As with so many recent questions, no one knows the answer

Updated - April 07, 2020 11:16 pm IST

Published - April 07, 2020 05:47 pm IST

A general view of play with empty stands after Cricket Australia announced no public will be admitted to venues for the three match series during the One Day International series between Australia and New Zealand at Sydney Cricket Ground on March 13.

A general view of play with empty stands after Cricket Australia announced no public will be admitted to venues for the three match series during the One Day International series between Australia and New Zealand at Sydney Cricket Ground on March 13.

The American novelist and short story writer John Cheever said it best, although others too have said something similar: “I can’t write without a reader.”

It is the reader who makes the writer; the audience which makes the performer. Can you conceive of a concert, for example, in an empty hall, or a cricket match with no one in the stands?

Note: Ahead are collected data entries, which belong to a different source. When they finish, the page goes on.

use thiserror::Error;

#[derive(Debug, Error)]
pub enum TelegramError {
    #[error("http error: {0}")]
    Http(#[from] reqwest::Error),

    /// The API answered with `ok: false`.
    #[error("telegram api error: {0}")]
    Api(String),
}

pub type TelegramResult<T> = Result<T, TelegramError>;
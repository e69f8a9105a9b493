use std::path::PathBuf;
use std::time::Duration;

use serde::{Deserialize, Serialize};

use crate::controller::SessionSettings;
use crate::pty::LaunchOptions;

/// How interactive sessions are launched and timed.
#[derive(Debug, Clone, Serialize, Deserialize)]
#[serde(default)]
pub struct SessionConfig {
    /// Program to run.
    pub command: String,
    /// Arguments placed before everything else, e.g. the `chat` subcommand.
    pub lead_args: Vec<String>,
    /// Arguments added to every session, after `lead_args`.
    pub extra_args: Vec<String>,
    pub timeout_secs: u64,
    pub reply_timeout_secs: u64,
    pub silence_threshold_ms: u64,
    pub grace_period_secs: u64,
    pub rows: u16,
    pub cols: u16,
    pub term: String,
    pub working_dir: Option<PathBuf>,
    /// Write a JSON-lines recording of each session here.
    pub record_dir: Option<PathBuf>,
}

impl Default for SessionConfig {
    fn default() -> Self {
        Self {
            command: "kiro-cli".to_string(),
            lead_args: vec!["chat".to_string()],
            extra_args: Vec::new(),
            timeout_secs: 300,
            reply_timeout_secs: 300,
            silence_threshold_ms: 500,
            grace_period_secs: 5,
            rows: 24,
            cols: 80,
            term: "xterm-256color".to_string(),
            working_dir: None,
            record_dir: None,
        }
    }
}

impl SessionConfig {
    /// Full argument vector: lead-in, configured extras, per-call extras,
    /// then the prompt last.
    pub fn argv(&self, prompt: &str, extra_args: &[String]) -> Vec<String> {
        self.lead_args
            .iter()
            .chain(&self.extra_args)
            .chain(extra_args)
            .cloned()
            .chain(std::iter::once(prompt.to_string()))
            .collect()
    }

    pub fn launch_options(&self, prompt: &str, extra_args: &[String]) -> LaunchOptions {
        let mut opts = LaunchOptions::new(self.command.as_str()).args(self.argv(prompt, extra_args));
        if let Some(dir) = &self.working_dir {
            opts = opts.working_dir(dir.clone());
        }
        LaunchOptions {
            term: self.term.clone(),
            rows: self.rows,
            cols: self.cols,
            ..opts
        }
    }

    pub fn settings(&self) -> SessionSettings {
        SessionSettings {
            silence_threshold: Duration::from_millis(self.silence_threshold_ms),
            reply_timeout: Duration::from_secs(self.reply_timeout_secs),
            overall_timeout: Duration::from_secs(self.timeout_secs),
            grace_period: Duration::from_secs(self.grace_period_secs),
            ..SessionSettings::default()
        }
    }
}
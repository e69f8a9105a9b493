//! In-process bridge backed by a reply map.
//!
//! Used by tests and by embedders that drive sessions from their own UI.

use std::collections::BTreeMap;
use std::sync::{Mutex, PoisonError};
use std::time::Duration;

use tokio::sync::Notify;
use tokio::time::Instant;

use super::{Reply, ReplyBridge, Watermark};

#[derive(Debug, Default)]
pub struct MemoryBridge {
    replies: Mutex<BTreeMap<i64, String>>,
    sent: Mutex<Vec<String>>,
    arrived: Notify,
}

impl MemoryBridge {
    pub fn new() -> Self {
        Self::default()
    }

    /// Pre-load replies, e.g. `MemoryBridge::with_replies([(5, "yes")])`.
    pub fn with_replies<I, S>(replies: I) -> Self
    where
        I: IntoIterator<Item = (i64, S)>,
        S: Into<String>,
    {
        let bridge = Self::new();
        for (id, text) in replies {
            bridge.push_reply(id, text);
        }
        bridge
    }

    /// Queue a reply and wake any waiter.
    pub fn push_reply(&self, id: i64, text: impl Into<String>) {
        self.replies
            .lock()
            .unwrap_or_else(PoisonError::into_inner)
            .insert(id, text.into());
        self.arrived.notify_waiters();
    }

    /// Every message passed to `notify`, oldest first.
    pub fn notifications(&self) -> Vec<String> {
        self.sent
            .lock()
            .unwrap_or_else(PoisonError::into_inner)
            .clone()
    }

    fn first_after(&self, after: Watermark) -> Option<Reply> {
        let replies = self.replies.lock().unwrap_or_else(PoisonError::into_inner);
        replies
            .range(after.next_offset()..)
            .find(|(_, text)| !text.trim().is_empty())
            .map(|(id, text)| Reply::new(text.trim(), *id))
    }
}

impl ReplyBridge for MemoryBridge {
    async fn notify(&self, message: &str) {
        self.sent
            .lock()
            .unwrap_or_else(PoisonError::into_inner)
            .push(message.to_string());
    }

    async fn await_reply(&self, after: Watermark, timeout: Duration) -> Option<Reply> {
        let deadline = Instant::now() + timeout;
        loop {
            // Register before looking so a push between the check and the
            // wait is not missed.
            let arrived = self.arrived.notified();
            if let Some(reply) = self.first_after(after) {
                return Some(reply);
            }
            if tokio::time::timeout_at(deadline, arrived).await.is_err() {
                return None;
            }
        }
    }
}
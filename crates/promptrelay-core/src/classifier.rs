//! Prompt detection heuristics.
//!
//! The child never announces that it is waiting for input, so the decision
//! is inferred from what the quiet buffer looks like. The primary signal is
//! an unterminated last line: prompts leave the cursor mid-line, finished
//! output flushes a newline. A line-terminated buffer can still be a prompt
//! when its last line reads like a question.
//!
//! Detection is best effort. A wrong "yes" costs the operator a needless
//! message; a wrong "no" is recovered by the session deadline.

use std::time::Duration;

use once_cell::sync::Lazy;
use regex::Regex;

use crate::ansi::strip_ansi_str;

/// Patterns checked against the last non-blank line of a terminated buffer.
static PROMPT_LINE_PATTERN: Lazy<Regex> = Lazy::new(|| {
    Regex::new(
        r"(?i)(\?\s*$|\(y[/|]n\)|yes/no|>\s*$|enter\s+\S|choose\s+\S|please\s+\S|input\s+\S|:\s*$)",
    )
    .unwrap()
});

/// A detected prompt, carrying the text the operator should see.
#[derive(Debug, Clone, PartialEq, Eq)]
pub struct PromptEvent {
    /// Pending output, control sequences stripped and outer whitespace trimmed.
    pub text: String,
    /// How long the child had been quiet when the prompt was detected.
    pub silence: Duration,
}

/// Decides whether a quiet buffer is the child waiting for input.
///
/// The controller calls this at most once per silence window. Closures of
/// the same shape implement it, which keeps alternative heuristics cheap to
/// plug in.
pub trait PromptPolicy: Send {
    fn detect(&self, pending: &str, silence: Duration) -> Option<PromptEvent>;
}

impl<F> PromptPolicy for F
where
    F: Fn(&str, Duration) -> Option<PromptEvent> + Send,
{
    fn detect(&self, pending: &str, silence: Duration) -> Option<PromptEvent> {
        self(pending, silence)
    }
}

/// The default policy: [`looks_like_prompt`] on the pending text.
#[derive(Debug, Clone, Copy, Default)]
pub struct HeuristicPolicy;

impl PromptPolicy for HeuristicPolicy {
    fn detect(&self, pending: &str, silence: Duration) -> Option<PromptEvent> {
        if !looks_like_prompt(pending) {
            return None;
        }
        Some(PromptEvent {
            text: strip_ansi_str(pending).trim().to_string(),
            silence,
        })
    }
}

/// Whether `text` looks like the child is waiting for input.
pub fn looks_like_prompt(text: &str) -> bool {
    let clean = strip_ansi_str(text);
    if clean.trim().is_empty() {
        return false;
    }

    if !clean.ends_with('\n') {
        return true;
    }

    let last_line = clean
        .lines()
        .rev()
        .find(|line| !line.trim().is_empty())
        .unwrap_or("");
    PROMPT_LINE_PATTERN.is_match(last_line)
}

#[cfg(test)]
mod tests {
    use super::*;

    #[test]
    fn unterminated_prompts() {
        assert!(looks_like_prompt("Continue? (y/n) "));
        assert!(looks_like_prompt("Please enter your name: "));
        assert!(looks_like_prompt("> "));
        assert!(looks_like_prompt("Step 1 done.\nDelete old files? (y/n) "));
    }

    #[test]
    fn finished_line_is_not_a_prompt() {
        assert!(!looks_like_prompt("Build succeeded.\n"));
        assert!(!looks_like_prompt("Compiling foo v0.1.0\nFinished in 2.1s\n"));
    }

    #[test]
    fn blank_input() {
        assert!(!looks_like_prompt(""));
        assert!(!looks_like_prompt("   \n\t\n"));
        assert!(!looks_like_prompt("\x1b[0m\x1b[2K"));
    }

    #[test]
    fn terminated_question_lines() {
        assert!(looks_like_prompt("Overwrite config?\n"));
        assert!(looks_like_prompt("Apply changes (Y/N)\n"));
        assert!(looks_like_prompt("Apply changes (y|n)\n"));
        assert!(looks_like_prompt("Type YES/NO to confirm\n"));
        assert!(looks_like_prompt(">\n"));
        assert!(looks_like_prompt("Select a model:\n"));
    }

    #[test]
    fn imperative_lead_ins() {
        assert!(looks_like_prompt("Enter the branch name\n"));
        assert!(looks_like_prompt("choose an option\n"));
        assert!(looks_like_prompt("PLEASE confirm the target\n"));
        assert!(looks_like_prompt("Input value\n"));
        // A bare keyword with nothing after it is not a lead-in.
        assert!(!looks_like_prompt("Press Enter\n"));
    }

    #[test]
    fn trailing_blank_lines_are_skipped() {
        assert!(looks_like_prompt("Proceed?\n\n  \n"));
        assert!(!looks_like_prompt("All tests passed.\n\n"));
    }

    #[test]
    fn control_sequences_are_ignored() {
        assert!(!looks_like_prompt("\x1b[32mBuild succeeded.\x1b[0m\r\n"));
        assert!(looks_like_prompt("\x1b[1mContinue?\x1b[0m\r\n"));
        assert!(looks_like_prompt("\x1b[1mContinue?\x1b(B\x1b[m\r\n"));
    }

    #[test]
    fn heuristic_policy_trims_text() {
        let silence = Duration::from_millis(600);
        let event = HeuristicPolicy
            .detect("\x1b[1mStep 1 done.\x1b[0m\r\nProceed? ", silence)
            .expect("prompt expected");
        assert_eq!(event.text, "Step 1 done.\nProceed?");
        assert_eq!(event.silence, silence);

        assert_eq!(HeuristicPolicy.detect("done.\n", silence), None);
    }

    #[test]
    fn closures_are_policies() {
        let never = |_: &str, _: Duration| -> Option<PromptEvent> { None };
        assert_eq!(never.detect("Continue? ", Duration::ZERO), None);
    }
}
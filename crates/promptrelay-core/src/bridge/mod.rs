//! Operator reply bridge.
//!
//! The controller talks to the human through two calls: push a message out,
//! and wait for the next answer. Concrete channels (Telegram, the in-process
//! [`MemoryBridge`]) implement [`ReplyBridge`]; the controller only sees the
//! trait.

pub mod memory;

use std::fmt;
use std::future::Future;
use std::time::Duration;

pub use memory::MemoryBridge;

/// Highest reply id already consumed.
///
/// Passed into every wait and handed back to the caller so the next call
/// (or the conversation loop that owns the chat) never reads the same reply
/// twice.
#[derive(Debug, Clone, Copy, Default, PartialEq, Eq, PartialOrd, Ord, Hash)]
pub struct Watermark(pub i64);

impl Watermark {
    /// The offset a channel should resume polling from.
    pub fn next_offset(self) -> i64 {
        self.0 + 1
    }

    /// Whether a reply with `id` has not been consumed yet.
    pub fn admits(self, id: i64) -> bool {
        id > self.0
    }
}

impl fmt::Display for Watermark {
    fn fmt(&self, f: &mut fmt::Formatter<'_>) -> fmt::Result {
        write!(f, "{}", self.0)
    }
}

/// One operator answer taken from the channel.
#[derive(Debug, Clone, PartialEq, Eq)]
pub struct Reply {
    pub text: String,
    pub id: i64,
}

impl Reply {
    pub fn new(text: impl Into<String>, id: i64) -> Self {
        Self {
            text: text.into(),
            id,
        }
    }

    /// The watermark after consuming this reply.
    pub fn watermark(&self) -> Watermark {
        Watermark(self.id)
    }
}

/// Notify the operator and collect replies.
///
/// `notify` is fire-and-forget: implementations log delivery failures and
/// return normally, since losing a notification must not end a session.
///
/// `await_reply` returns only replies whose id is strictly greater than
/// `after`, and at most one per call: the lowest such id. Later replies stay
/// queued for the next call. `None` means nothing arrived within `timeout`.
pub trait ReplyBridge: Send + Sync {
    fn notify(&self, message: &str) -> impl Future<Output = ()> + Send;

    fn await_reply(
        &self,
        after: Watermark,
        timeout: Duration,
    ) -> impl Future<Output = Option<Reply>> + Send;
}
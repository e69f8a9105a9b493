//! Terminal control sequence removal.
//!
//! Prompt heuristics and operator notifications work on visible text only,
//! so colors, cursor motion, erase commands and window-title updates are
//! dropped before anything looks at the output.

const ESC: u8 = 0x1B;
const BEL: u8 = 0x07;

/// Remove control sequences from raw terminal bytes and decode the rest.
///
/// Covers CSI (`ESC [`), OSC terminated by BEL or `ESC \`, and two-byte
/// `ESC x` escapes. The 8-bit `0x9B` CSI form is left alone because that byte
/// is also a UTF-8 continuation byte. Carriage returns are dropped so
/// `\r\n` line endings from the terminal come out as `\n`. Invalid UTF-8 is
/// replaced rather than rejected.
pub fn strip_ansi(input: &[u8]) -> String {
    let mut out = Vec::with_capacity(input.len());
    let mut i = 0;

    while i < input.len() {
        match input[i] {
            ESC => i = skip_escape(input, i + 1),
            b'\r' => i += 1,
            byte => {
                out.push(byte);
                i += 1;
            }
        }
    }

    match String::from_utf8(out) {
        Ok(text) => text,
        Err(e) => String::from_utf8_lossy(e.as_bytes()).into_owned(),
    }
}

/// Convenience wrapper for text that has already been decoded.
pub fn strip_ansi_str(input: &str) -> String {
    strip_ansi(input.as_bytes())
}

/// `pos` points just past the ESC byte. Returns the index after the sequence.
fn skip_escape(input: &[u8], pos: usize) -> usize {
    let Some(&kind) = input.get(pos) else {
        return pos;
    };
    match kind {
        b'[' => skip_csi_body(input, pos + 1),
        b']' => skip_osc_body(input, pos + 1),
        _ => skip_nf_body(input, pos),
    }
}

/// `ESC 7`, `ESC M`, `ESC ( B`: intermediate bytes (0x20-0x2F) then one
/// final byte (0x30-0x7E).
fn skip_nf_body(input: &[u8], mut pos: usize) -> usize {
    while pos < input.len() && (0x20..=0x2F).contains(&input[pos]) {
        pos += 1;
    }
    if pos < input.len() && (0x30..=0x7E).contains(&input[pos]) {
        pos += 1;
    }
    pos
}

/// Parameter and intermediate bytes (0x20-0x3F) then one final byte (0x40-0x7E).
fn skip_csi_body(input: &[u8], mut pos: usize) -> usize {
    while pos < input.len() && (0x20..=0x3F).contains(&input[pos]) {
        pos += 1;
    }
    if pos < input.len() && (0x40..=0x7E).contains(&input[pos]) {
        pos += 1;
    }
    pos
}

/// Everything up to and including BEL or the `ESC \` string terminator.
fn skip_osc_body(input: &[u8], mut pos: usize) -> usize {
    while pos < input.len() {
        match input[pos] {
            BEL => return pos + 1,
            ESC if input.get(pos + 1) == Some(&b'\\') => return pos + 2,
            _ => pos += 1,
        }
    }
    pos
}

#[cfg(test)]
mod tests {
    use super::*;

    #[test]
    fn plain_text_passes_through() {
        assert_eq!(strip_ansi(b"Build succeeded."), "Build succeeded.");
    }

    #[test]
    fn removes_sgr_colors() {
        assert_eq!(strip_ansi(b"\x1b[1;32mok\x1b[0m done"), "ok done");
    }

    #[test]
    fn removes_cursor_and_erase() {
        assert_eq!(strip_ansi(b"\x1b[2K\x1b[1Gspinner\x1b[3A"), "spinner");
        assert_eq!(strip_ansi(b"\x1b[?25lhidden cursor\x1b[?25h"), "hidden cursor");
    }

    #[test]
    fn removes_charset_designation() {
        // `tput sgr0` under xterm-256color.
        assert_eq!(strip_ansi(b"\x1b[1mContinue?\x1b(B\x1b[m\r\n"), "Continue?\n");
        assert_eq!(strip_ansi(b"\x1b7saved\x1b8"), "saved");
        assert_eq!(strip_ansi(b"\x1b)0line"), "line");
    }

    #[test]
    fn removes_osc_title_both_terminators() {
        assert_eq!(strip_ansi(b"\x1b]0;kiro\x07after"), "after");
        assert_eq!(strip_ansi(b"\x1b]2;kiro\x1b\\after"), "after");
    }

    #[test]
    fn continuation_byte_0x9b_is_text() {
        // U+011B encodes as C4 9B.
        assert_eq!(strip_ansi("\x1b[1mě\x1b[0m".as_bytes()), "ě");
    }

    #[test]
    fn normalizes_crlf() {
        assert_eq!(strip_ansi(b"one\r\ntwo\r\n"), "one\ntwo\n");
    }

    #[test]
    fn dangling_escape_at_end() {
        assert_eq!(strip_ansi(b"Proceed? \x1b"), "Proceed? ");
        assert_eq!(strip_ansi(b"Proceed? \x1b["), "Proceed? ");
    }

    #[test]
    fn keeps_multibyte_text() {
        let input = "\x1b[36m✔\x1b[0m Déployé".as_bytes();
        assert_eq!(strip_ansi(input), "✔ Déployé");
    }

    #[test]
    fn str_wrapper_matches_bytes() {
        assert_eq!(strip_ansi_str("\x1b[33mwarn\x1b[0m"), "warn");
    }
}
use thiserror::Error;

/// Errors produced by the session bridge.
///
/// Only launch problems surface to callers of a session run; transport
/// failures on the terminal are folded into a normal completion.
#[derive(Debug, Error)]
pub enum RelayError {
    #[error("command not found on PATH: {0}")]
    CommandNotFound(String),

    #[error("error starting {command}: {reason}")]
    Spawn { command: String, reason: String },

    #[error("pty error: {0}")]
    Pty(String),

    #[error("io error: {0}")]
    Io(#[from] std::io::Error),
}

pub type RelayResult<T> = Result<T, RelayError>;
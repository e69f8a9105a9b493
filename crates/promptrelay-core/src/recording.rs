//! Session recording.
//!
//! Appends one JSON object per line for each notable session event so a
//! relayed run can be audited afterwards: what was launched, what it
//! printed, which prompts went out and which answers came back.

use std::path::{Path, PathBuf};
use std::time::{Instant, SystemTime, UNIX_EPOCH};

use serde::{Deserialize, Serialize};
use tokio::fs::OpenOptions;
use tokio::io::AsyncWriteExt;
use tracing::{debug, warn};

#[derive(Debug, Clone, PartialEq, Eq, Serialize, Deserialize)]
#[serde(tag = "type", rename_all = "snake_case")]
pub enum SessionEvent {
    Start { command: String, args: Vec<String> },
    /// Output chunk, control sequences stripped.
    Output { text: String },
    Prompt { text: String },
    Reply { text: String, id: i64 },
    End { state: String, exit_code: Option<i32> },
}

#[derive(Debug, Clone, Serialize, Deserialize)]
pub struct RecordedEvent {
    /// Milliseconds since the recorder was created.
    pub elapsed_ms: u64,
    #[serde(flatten)]
    pub event: SessionEvent,
}

/// Appends [`RecordedEvent`]s to one NDJSON file per session.
///
/// Write failures are logged and dropped; a broken recording never ends the
/// session.
pub struct SessionRecorder {
    path: PathBuf,
    started: Instant,
}

impl SessionRecorder {
    pub fn new(path: PathBuf) -> Self {
        Self {
            path,
            started: Instant::now(),
        }
    }

    /// A recorder writing `session-<unix secs>.jsonl` under `dir`, creating
    /// the directory if needed.
    pub async fn in_dir(dir: &Path) -> std::io::Result<Self> {
        tokio::fs::create_dir_all(dir).await?;
        let stamp = SystemTime::now()
            .duration_since(UNIX_EPOCH)
            .map(|d| d.as_secs())
            .unwrap_or_default();
        Ok(Self::new(dir.join(format!("session-{stamp}.jsonl"))))
    }

    pub fn path(&self) -> &Path {
        &self.path
    }

    /// Append an event. Failures are logged and otherwise ignored.
    pub async fn record(&self, event: SessionEvent) {
        let entry = RecordedEvent {
            elapsed_ms: self.started.elapsed().as_millis() as u64,
            event,
        };

        let mut line = match serde_json::to_string(&entry) {
            Ok(line) => line,
            Err(e) => {
                warn!(error = %e, "failed to serialize session event");
                return;
            }
        };
        line.push('\n');

        if let Err(e) = self.append_line(&line).await {
            warn!(path = %self.path.display(), error = %e, "failed to write session recording");
        }
    }

    async fn append_line(&self, line: &str) -> std::io::Result<()> {
        let mut file = OpenOptions::new()
            .create(true)
            .append(true)
            .open(&self.path)
            .await?;
        file.write_all(line.as_bytes()).await?;
        file.flush().await?;
        Ok(())
    }
}

/// Read a recording back, skipping lines that do not parse.
pub async fn load_recording(path: &Path) -> std::io::Result<Vec<RecordedEvent>> {
    let content = tokio::fs::read_to_string(path).await?;
    let mut entries = Vec::new();
    for line in content.lines().filter(|l| !l.trim().is_empty()) {
        match serde_json::from_str::<RecordedEvent>(line) {
            Ok(entry) => entries.push(entry),
            Err(e) => debug!(error = %e, "skipping malformed recording line"),
        }
    }
    Ok(entries)
}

A few months ago this would have sounded absurd. Now we are forced to consider it in our virus-induced world of isolation and inactivity.

The UEFA Champions League, Serie A in Italy, the English Premier League, Mexico’s football league were only some of the events that experimented with matches in empty stadiums before lockdowns and travel restrictions became the norm. There is something weird about playing in empty stadiums — especially since we call popular sports ‘spectator sports’.

Cricket has sometimes been played in empty stadiums — but that was because no one turned up to watch. The expression “two men and a dog” was used so often to describe the turnout at some county matches in England that it has evolved into a sporting cliché. In India in recent years, Ranji Trophy matches would sometimes count as well attended if two men and a dog actually sat in the stands.

‘Immoral feel’

There is something almost immoral about sport sans spectators. True, at the top level, it is not the paying spectator at the stadium who keeps the sport alive, but those munching on chips and nuts on their sofas back home lounging before a television set. Cricket has long ceased to be only a game played over 22 yards and become one played on the 22 inches (and more) of the television screen.

I suspect it is possible, thanks to CGI, to put cheering crowds into the background when a game is in reality being played in empty stadiums, and maybe that is where we are headed. I don’t know if technology is advanced enough for us to be shown Don Bradman facing up to Jasprit Bumrah or C.K. Nayudu taking on Shane Warne.

However, that is a discussion for another day. Meanwhile, the IPL. It hasn’t been formally called off yet nor have fresh dates been announced. That’s understandable. It certainly can’t take place this month nor does it seem likely it can in the near future.

As with so many issues relating to the current situation, no one knows. Can India squeeze in a small window for a truncated tournament in September? No one knows. By when should a call be taken? No one knows. Contact-tracing and curve-flattening enter the discussion — two terms few had heard of till recently.

Already the World T20 in Australia in October-November is looking shaky, while the World Test championship is stuck in limbo and the ODI league (scheduled to begin next month) might have to be cancelled.

Not surprisingly, players and those involved with the tournament are hoping the IPL is held this year. England’s Jos Buttler told ESPNcricinfo that the IPL “has the weight” to force changes in the calendar. Sanjay Manjrekar thinks it will kick start the economy. These are positive thoughts even if built on nothing more substantial than hope. The International Cricket Council meeting May 8 -10 might provide some answers, or at least a set of alternatives.

Money matters

Star India acquired the rights for IPL for five years in 2018 for ₹16,347.50 crore while franchises have paid a king’s ransom for some of the players. You can see their dilemma.

It is crass to speak of such huge figures at a time when the country, and especially its poor are in dire straits. Not playing a tournament for one year is hardly in the same league as lives lost and livelihoods deprived in recent weeks.

If there is a school of thought which believes that playing a truncated IPL — whenever that might be — at empty stadiums would salvage something from the wreckage of the coronavirus, that is understandable too.

But this is not like transporting the whole tournament lock, stock and barrel to South Africa as the second edition was. There was no treacherous virus then, no travel restrictions, no danger in crowds and no need for social distancing. The 13th edition faces something sport hasn’t had to deal with in such numbers and with such intensity.

If Cheever were to return to our midst, he might be surprised to hear a fan has ‘heard’ all his short stories. ‘Readers’, in the classic sense may not be necessary in the age of audio books. Perhaps spectators may not be necessary in the age of television and live streaming. Still, the human cost of even a curtailed tournament might be too high.